**Your assignment:**
Make an exact copy of the entries below.

**Data for this task:**
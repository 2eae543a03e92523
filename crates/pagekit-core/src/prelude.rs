//! Convenient re-exports for common use.

pub use crate::adapter::{KeysetAdapter, KeysetQuery, OffsetAdapter, OffsetQuery};
pub use crate::boundary::{
    BoundaryExtractor, BoundaryValue, BoundaryValues, SortDirection, SortField, SortSpec,
};
pub use crate::codec::{EncoderRegistry, PageIdentifierEncoder};
pub use crate::error::{BoxedError, Error, ErrorKind, Result};
pub use crate::identifier::{BoundaryType, PageIdentifier, PageIdentifierKind};
pub use crate::page::Page;
pub use crate::pageable::{CountStrategy, KeysetPageable, OffsetPageable, Pageable};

**Written response:**
repository 2eae543a03e92523
filename crates/pagekit-core/src/prelude.rs
//! Convenient re-exports for common use.

pub use crate::adapter::{KeysetAdapter, KeysetQuery, OffsetAdapter, OffsetQuery};
pub use crate::boundary::{
    BoundaryExtractor, BoundaryValue, BoundaryValues, SortDirection, SortField, SortSpec,
};
pub use crate::codec::{EncoderRegistry, PageIdentifierEncoder};
pub use crate::error::{BoxedError, Error, ErrorKind, Result};
pub use crate::identifier::{BoundaryType, PageIdentifier, PageIdentifierKind};
pub use crate::page::Page;
pub use crate::pageable::{CountStrategy, KeysetPageable, OffsetPageable, Pageable};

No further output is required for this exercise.